--- Source material Enclosed Below ---
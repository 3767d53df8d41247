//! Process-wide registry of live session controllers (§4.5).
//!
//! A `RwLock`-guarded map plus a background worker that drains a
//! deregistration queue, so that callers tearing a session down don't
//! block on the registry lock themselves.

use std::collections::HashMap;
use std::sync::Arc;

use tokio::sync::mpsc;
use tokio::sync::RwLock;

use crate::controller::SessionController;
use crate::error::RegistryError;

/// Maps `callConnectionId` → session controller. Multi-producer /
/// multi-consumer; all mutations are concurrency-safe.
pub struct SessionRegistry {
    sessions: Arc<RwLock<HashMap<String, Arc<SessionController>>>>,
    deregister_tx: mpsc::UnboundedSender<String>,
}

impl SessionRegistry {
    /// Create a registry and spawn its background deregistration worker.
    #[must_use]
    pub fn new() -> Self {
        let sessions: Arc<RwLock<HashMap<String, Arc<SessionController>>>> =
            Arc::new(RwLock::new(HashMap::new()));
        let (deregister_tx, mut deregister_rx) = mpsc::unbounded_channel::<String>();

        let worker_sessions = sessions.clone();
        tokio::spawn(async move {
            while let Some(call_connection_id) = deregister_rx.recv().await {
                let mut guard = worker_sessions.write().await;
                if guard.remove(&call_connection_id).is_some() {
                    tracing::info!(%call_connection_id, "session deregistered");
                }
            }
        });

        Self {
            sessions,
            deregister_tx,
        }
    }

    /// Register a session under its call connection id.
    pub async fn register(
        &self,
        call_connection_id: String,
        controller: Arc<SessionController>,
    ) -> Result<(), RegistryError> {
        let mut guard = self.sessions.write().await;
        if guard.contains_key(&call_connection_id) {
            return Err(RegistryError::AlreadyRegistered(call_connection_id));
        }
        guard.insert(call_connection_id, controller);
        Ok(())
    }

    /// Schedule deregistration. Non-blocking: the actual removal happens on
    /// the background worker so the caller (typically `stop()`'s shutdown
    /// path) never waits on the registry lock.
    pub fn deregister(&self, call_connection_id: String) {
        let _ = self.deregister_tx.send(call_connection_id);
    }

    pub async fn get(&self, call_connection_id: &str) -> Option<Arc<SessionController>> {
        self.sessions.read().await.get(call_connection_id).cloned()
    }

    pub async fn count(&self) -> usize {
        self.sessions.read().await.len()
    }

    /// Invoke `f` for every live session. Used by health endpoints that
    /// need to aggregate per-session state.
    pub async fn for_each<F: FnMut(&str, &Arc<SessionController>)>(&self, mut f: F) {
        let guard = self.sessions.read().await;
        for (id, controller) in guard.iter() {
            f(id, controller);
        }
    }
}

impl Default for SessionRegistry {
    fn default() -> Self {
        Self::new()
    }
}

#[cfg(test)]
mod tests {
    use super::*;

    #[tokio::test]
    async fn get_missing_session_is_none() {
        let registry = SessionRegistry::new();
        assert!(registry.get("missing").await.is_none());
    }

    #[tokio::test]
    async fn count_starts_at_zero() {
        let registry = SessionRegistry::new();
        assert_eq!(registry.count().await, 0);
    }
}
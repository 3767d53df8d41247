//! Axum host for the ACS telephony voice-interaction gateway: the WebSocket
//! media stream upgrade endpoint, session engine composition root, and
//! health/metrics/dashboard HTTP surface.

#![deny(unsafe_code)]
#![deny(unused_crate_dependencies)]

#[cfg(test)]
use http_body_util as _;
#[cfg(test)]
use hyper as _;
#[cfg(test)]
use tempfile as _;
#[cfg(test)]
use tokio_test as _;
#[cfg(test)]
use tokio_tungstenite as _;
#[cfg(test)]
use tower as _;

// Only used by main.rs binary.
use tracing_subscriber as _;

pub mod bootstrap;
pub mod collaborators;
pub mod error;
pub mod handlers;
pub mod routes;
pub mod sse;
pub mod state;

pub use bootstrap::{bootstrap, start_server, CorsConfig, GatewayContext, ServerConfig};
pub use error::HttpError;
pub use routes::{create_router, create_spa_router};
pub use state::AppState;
--- End of Enclosed Source material ---
[What the task asks]
Extract the entries above verbatim.

[Answer below]
repository 3767d53df8d41247
//! Process-wide registry of live session controllers (§4.5).
//!
//! A `RwLock`-guarded map plus a background worker that drains a
//! deregistration queue, so that callers tearing a session down don't
//! block on the registry lock themselves.

use std::collections::HashMap;
use std::sync::Arc;

use tokio::sync::mpsc;
use tokio::sync::RwLock;

use crate::controller::SessionController;
use crate::error::RegistryError;

/// Maps `callConnectionId` → session controller. Multi-producer /
/// multi-consumer; all mutations are concurrency-safe.
pub struct SessionRegistry {
    sessions: Arc<RwLock<HashMap<String, Arc<SessionController>>>>,
    deregister_tx: mpsc::UnboundedSender<String>,
}

impl SessionRegistry {
    /// Create a registry and spawn its background deregistration worker.
    #[must_use]
    pub fn new() -> Self {
        let sessions: Arc<RwLock<HashMap<String, Arc<SessionController>>>> =
            Arc::new(RwLock::new(HashMap::new()));
        let (deregister_tx, mut deregister_rx) = mpsc::unbounded_channel::<String>();

        let worker_sessions = sessions.clone();
        tokio::spawn(async move {
            while let Some(call_connection_id) = deregister_rx.recv().await {
                let mut guard = worker_sessions.write().await;
                if guard.remove(&call_connection_id).is_some() {
                    tracing::info!(%call_connection_id, "session deregistered");
                }
            }
        });

        Self {
            sessions,
            deregister_tx,
        }
    }

    /// Register a session under its call connection id.
    pub async fn register(
        &self,
        call_connection_id: String,
        controller: Arc<SessionController>,
    ) -> Result<(), RegistryError> {
        let mut guard = self.sessions.write().await;
        if guard.contains_key(&call_connection_id) {
            return Err(RegistryError::AlreadyRegistered(call_connection_id));
        }
        guard.insert(call_connection_id, controller);
        Ok(())
    }

    /// Schedule deregistration. Non-blocking: the actual removal happens on
    /// the background worker so the caller (typically `stop()`'s shutdown
    /// path) never waits on the registry lock.
    pub fn deregister(&self, call_connection_id: String) {
        let _ = self.deregister_tx.send(call_connection_id);
    }

    pub async fn get(&self, call_connection_id: &str) -> Option<Arc<SessionController>> {
        self.sessions.read().await.get(call_connection_id).cloned()
    }

    pub async fn count(&self) -> usize {
        self.sessions.read().await.len()
    }

    /// Invoke `f` for every live session. Used by health endpoints that
    /// need to aggregate per-session state.
    pub async fn for_each<F: FnMut(&str, &Arc<SessionController>)>(&self, mut f: F) {
        let guard = self.sessions.read().await;
        for (id, controller) in guard.iter() {
            f(id, controller);
        }
    }
}

impl Default for SessionRegistry {
    fn default() -> Self {
        Self::new()
    }
}

#[cfg(test)]
mod tests {
    use super::*;

    #[tokio::test]
    async fn get_missing_session_is_none() {
        let registry = SessionRegistry::new();
        assert!(registry.get("missing").await.is_none());
    }

    #[tokio::test]
    async fn count_starts_at_zero() {
        let registry = SessionRegistry::new();
        assert_eq!(registry.count().await, 0);
    }
}
repository 3767d53df8d41247
//! Axum host for the ACS telephony voice-interaction gateway: the WebSocket
//! media stream upgrade endpoint, session engine composition root, and
//! health/metrics/dashboard HTTP surface.

#![deny(unsafe_code)]
#![deny(unused_crate_dependencies)]

#[cfg(test)]
use http_body_util as _;
#[cfg(test)]
use hyper as _;
#[cfg(test)]
use tempfile as _;
#[cfg(test)]
use tokio_test as _;
#[cfg(test)]
use tokio_tungstenite as _;
#[cfg(test)]
use tower as _;

// Only used by main.rs binary.
use tracing_subscriber as _;

pub mod bootstrap;
pub mod collaborators;
pub mod error;
pub mod handlers;
pub mod routes;
pub mod sse;
pub mod state;

pub use bootstrap::{bootstrap, start_server, CorsConfig, GatewayContext, ServerConfig};
pub use error::HttpError;
pub use routes::{create_router, create_spa_router};
pub use state::AppState;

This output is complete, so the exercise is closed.